[RECORDS SHOWN]
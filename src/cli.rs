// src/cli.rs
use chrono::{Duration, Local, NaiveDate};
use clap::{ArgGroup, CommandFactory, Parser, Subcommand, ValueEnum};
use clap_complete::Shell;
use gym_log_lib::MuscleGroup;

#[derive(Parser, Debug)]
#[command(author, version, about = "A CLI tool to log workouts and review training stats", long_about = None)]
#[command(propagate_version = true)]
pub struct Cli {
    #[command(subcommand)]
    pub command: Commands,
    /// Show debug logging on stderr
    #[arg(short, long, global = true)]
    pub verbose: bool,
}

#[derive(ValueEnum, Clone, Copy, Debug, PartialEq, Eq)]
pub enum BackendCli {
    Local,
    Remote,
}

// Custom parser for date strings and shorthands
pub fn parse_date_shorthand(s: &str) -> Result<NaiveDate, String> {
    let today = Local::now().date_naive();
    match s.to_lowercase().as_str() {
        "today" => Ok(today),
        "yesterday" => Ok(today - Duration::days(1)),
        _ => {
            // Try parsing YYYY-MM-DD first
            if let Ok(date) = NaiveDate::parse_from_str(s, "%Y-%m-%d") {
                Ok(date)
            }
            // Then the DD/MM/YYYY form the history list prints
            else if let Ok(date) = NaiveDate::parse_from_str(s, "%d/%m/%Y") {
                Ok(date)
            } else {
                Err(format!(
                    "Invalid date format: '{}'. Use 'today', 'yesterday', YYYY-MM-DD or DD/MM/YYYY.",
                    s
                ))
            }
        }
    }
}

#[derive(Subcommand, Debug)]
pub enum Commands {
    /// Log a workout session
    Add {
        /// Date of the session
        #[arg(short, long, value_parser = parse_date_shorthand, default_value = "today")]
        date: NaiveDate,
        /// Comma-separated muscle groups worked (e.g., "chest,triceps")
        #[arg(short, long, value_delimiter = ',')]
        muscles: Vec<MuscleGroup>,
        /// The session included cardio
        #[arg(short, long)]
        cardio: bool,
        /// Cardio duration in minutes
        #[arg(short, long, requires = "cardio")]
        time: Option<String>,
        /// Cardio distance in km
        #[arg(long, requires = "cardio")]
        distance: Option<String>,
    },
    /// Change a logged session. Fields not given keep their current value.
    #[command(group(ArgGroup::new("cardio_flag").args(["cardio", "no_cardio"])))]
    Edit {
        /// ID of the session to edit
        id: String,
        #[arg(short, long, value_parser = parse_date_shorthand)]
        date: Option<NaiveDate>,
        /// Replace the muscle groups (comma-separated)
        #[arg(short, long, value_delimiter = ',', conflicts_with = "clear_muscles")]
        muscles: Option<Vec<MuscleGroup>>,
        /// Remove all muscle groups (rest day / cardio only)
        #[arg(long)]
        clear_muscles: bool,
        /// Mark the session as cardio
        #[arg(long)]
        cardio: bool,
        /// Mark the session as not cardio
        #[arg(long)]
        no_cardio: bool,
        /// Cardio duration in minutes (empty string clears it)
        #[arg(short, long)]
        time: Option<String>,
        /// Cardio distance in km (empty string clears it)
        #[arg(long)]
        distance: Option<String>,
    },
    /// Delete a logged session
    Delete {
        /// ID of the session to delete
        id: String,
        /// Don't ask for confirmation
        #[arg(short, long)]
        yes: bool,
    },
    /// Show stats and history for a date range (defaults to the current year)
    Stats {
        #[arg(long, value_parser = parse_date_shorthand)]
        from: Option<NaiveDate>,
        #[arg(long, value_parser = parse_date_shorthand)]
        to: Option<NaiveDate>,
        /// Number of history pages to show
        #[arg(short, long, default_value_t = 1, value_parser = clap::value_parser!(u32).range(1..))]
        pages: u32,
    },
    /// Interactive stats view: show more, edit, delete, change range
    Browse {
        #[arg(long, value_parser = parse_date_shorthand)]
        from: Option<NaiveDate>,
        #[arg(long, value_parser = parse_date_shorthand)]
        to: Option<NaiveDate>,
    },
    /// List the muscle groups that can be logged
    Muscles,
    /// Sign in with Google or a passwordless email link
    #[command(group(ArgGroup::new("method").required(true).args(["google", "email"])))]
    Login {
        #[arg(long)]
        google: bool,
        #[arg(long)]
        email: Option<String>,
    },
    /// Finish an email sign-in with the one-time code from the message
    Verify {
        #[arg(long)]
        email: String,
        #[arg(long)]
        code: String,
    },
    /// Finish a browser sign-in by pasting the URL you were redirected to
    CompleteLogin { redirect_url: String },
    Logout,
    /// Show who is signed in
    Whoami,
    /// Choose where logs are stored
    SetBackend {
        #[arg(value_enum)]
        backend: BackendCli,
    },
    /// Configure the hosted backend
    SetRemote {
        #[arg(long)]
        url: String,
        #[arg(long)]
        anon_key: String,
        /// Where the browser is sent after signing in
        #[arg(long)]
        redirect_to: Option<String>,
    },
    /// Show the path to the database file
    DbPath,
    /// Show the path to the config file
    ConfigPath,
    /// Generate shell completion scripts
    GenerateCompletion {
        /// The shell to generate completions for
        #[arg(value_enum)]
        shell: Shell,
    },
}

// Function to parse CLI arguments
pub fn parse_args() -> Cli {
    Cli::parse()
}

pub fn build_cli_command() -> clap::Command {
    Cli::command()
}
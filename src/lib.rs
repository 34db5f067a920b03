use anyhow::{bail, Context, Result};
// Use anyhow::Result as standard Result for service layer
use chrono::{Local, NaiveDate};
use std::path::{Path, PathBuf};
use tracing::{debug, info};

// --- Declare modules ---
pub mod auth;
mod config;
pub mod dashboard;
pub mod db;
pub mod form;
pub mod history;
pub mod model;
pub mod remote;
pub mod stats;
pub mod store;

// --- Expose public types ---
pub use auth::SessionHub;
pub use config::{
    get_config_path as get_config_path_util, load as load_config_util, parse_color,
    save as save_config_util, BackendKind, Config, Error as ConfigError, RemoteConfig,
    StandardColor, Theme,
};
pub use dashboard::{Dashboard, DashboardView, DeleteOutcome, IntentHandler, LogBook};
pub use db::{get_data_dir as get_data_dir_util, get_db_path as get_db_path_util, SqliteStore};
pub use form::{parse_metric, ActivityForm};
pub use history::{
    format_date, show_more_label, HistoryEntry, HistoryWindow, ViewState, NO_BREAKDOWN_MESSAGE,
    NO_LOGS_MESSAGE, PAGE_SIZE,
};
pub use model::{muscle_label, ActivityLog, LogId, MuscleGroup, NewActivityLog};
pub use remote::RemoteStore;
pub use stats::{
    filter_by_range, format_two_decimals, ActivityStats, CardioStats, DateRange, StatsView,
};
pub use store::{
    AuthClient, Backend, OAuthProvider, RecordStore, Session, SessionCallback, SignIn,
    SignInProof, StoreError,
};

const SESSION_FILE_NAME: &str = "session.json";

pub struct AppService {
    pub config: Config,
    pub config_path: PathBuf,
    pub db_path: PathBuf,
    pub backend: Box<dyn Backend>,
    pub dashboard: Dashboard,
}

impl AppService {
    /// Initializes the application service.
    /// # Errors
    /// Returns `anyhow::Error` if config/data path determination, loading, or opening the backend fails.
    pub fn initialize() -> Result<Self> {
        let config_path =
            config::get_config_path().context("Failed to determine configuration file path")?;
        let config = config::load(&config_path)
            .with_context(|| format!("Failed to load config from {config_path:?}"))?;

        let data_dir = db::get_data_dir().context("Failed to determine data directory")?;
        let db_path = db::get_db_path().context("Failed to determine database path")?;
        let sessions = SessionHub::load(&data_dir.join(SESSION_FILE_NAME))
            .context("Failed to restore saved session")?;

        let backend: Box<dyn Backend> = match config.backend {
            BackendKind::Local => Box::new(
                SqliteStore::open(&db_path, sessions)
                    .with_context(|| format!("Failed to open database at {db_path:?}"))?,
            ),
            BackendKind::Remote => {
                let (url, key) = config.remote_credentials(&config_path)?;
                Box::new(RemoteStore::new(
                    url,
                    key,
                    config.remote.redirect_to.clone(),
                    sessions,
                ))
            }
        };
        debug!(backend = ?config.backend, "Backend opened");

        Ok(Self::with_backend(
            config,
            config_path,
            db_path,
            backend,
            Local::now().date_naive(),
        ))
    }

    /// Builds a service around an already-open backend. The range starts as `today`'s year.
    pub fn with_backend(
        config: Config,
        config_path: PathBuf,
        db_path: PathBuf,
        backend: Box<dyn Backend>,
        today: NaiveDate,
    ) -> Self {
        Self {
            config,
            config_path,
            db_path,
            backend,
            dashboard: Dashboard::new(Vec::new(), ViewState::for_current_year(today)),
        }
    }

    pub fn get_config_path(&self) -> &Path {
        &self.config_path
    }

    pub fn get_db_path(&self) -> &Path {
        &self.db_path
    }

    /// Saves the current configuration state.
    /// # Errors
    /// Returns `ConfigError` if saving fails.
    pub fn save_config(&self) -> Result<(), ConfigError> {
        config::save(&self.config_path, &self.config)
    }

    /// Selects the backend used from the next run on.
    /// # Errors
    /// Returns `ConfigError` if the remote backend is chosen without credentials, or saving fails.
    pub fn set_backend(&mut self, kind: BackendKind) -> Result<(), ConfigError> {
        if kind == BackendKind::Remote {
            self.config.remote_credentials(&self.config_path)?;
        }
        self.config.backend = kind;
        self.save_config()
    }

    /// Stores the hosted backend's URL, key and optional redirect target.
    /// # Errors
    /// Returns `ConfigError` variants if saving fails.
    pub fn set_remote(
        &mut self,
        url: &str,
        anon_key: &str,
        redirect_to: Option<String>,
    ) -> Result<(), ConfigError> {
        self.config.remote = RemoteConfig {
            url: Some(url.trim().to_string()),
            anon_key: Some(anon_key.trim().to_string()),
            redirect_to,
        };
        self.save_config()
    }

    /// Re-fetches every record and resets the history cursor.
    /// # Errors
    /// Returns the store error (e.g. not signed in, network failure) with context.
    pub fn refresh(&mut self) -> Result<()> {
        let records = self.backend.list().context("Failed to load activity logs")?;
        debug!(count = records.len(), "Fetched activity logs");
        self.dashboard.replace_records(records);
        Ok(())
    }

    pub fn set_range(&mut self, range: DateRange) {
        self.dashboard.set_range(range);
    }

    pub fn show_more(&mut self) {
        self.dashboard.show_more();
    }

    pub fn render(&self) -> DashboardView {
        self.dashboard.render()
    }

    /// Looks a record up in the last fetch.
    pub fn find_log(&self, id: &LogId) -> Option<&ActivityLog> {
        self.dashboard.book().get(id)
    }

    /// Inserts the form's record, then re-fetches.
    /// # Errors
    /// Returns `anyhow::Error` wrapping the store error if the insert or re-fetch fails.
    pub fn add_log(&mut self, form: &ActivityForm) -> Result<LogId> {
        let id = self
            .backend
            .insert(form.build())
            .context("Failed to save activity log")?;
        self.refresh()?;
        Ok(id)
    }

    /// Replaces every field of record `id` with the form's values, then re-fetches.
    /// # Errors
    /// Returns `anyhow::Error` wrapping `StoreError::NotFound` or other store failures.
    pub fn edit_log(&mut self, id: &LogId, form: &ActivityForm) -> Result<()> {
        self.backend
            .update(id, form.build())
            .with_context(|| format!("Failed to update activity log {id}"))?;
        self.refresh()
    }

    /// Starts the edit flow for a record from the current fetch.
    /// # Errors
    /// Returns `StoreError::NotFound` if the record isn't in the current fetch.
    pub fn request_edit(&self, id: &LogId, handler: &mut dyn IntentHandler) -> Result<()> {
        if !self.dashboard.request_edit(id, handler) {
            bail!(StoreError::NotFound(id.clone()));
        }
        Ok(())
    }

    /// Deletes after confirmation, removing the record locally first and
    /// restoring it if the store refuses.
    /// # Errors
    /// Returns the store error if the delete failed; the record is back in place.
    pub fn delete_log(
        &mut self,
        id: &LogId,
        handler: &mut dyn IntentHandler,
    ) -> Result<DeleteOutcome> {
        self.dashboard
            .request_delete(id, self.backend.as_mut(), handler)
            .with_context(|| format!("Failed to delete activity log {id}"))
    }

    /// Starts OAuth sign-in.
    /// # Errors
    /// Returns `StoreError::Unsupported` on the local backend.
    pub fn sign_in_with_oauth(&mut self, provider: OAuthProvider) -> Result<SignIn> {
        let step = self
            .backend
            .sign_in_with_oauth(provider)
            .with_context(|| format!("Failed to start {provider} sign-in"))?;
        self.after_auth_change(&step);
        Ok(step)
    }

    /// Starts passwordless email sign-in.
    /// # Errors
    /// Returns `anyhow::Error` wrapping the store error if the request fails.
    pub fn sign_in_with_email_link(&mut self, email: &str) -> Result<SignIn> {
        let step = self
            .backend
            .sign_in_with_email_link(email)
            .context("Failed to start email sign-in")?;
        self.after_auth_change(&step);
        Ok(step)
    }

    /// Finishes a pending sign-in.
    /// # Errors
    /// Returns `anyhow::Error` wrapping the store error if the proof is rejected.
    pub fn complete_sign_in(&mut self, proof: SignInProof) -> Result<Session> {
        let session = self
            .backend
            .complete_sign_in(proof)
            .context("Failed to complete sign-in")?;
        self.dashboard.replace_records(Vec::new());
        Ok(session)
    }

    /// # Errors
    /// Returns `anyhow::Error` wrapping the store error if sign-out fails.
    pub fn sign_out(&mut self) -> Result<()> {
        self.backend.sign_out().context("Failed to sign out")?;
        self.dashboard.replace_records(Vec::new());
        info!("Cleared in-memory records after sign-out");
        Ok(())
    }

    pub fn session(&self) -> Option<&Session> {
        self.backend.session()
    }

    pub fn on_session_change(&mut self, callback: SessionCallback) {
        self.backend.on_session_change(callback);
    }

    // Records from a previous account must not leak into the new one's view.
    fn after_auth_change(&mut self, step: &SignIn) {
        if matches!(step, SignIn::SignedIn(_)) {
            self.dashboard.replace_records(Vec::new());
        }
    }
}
[/RECORDS SHOWN]
§ TASK ITEM
In the records above, find the lines holding "ConfigError". Copy each one.

§ EXERCISE RESPONSE
    save as save_config_util, BackendKind, Config, Error as ConfigError, RemoteConfig,
    /// Returns `ConfigError` if saving fails.
    pub fn save_config(&self) -> Result<(), ConfigError> {
    /// Returns `ConfigError` if the remote backend is chosen without credentials, or saving fails.
    pub fn set_backend(&mut self, kind: BackendKind) -> Result<(), ConfigError> {
    /// Returns `ConfigError` variants if saving fails.
    ) -> Result<(), ConfigError> {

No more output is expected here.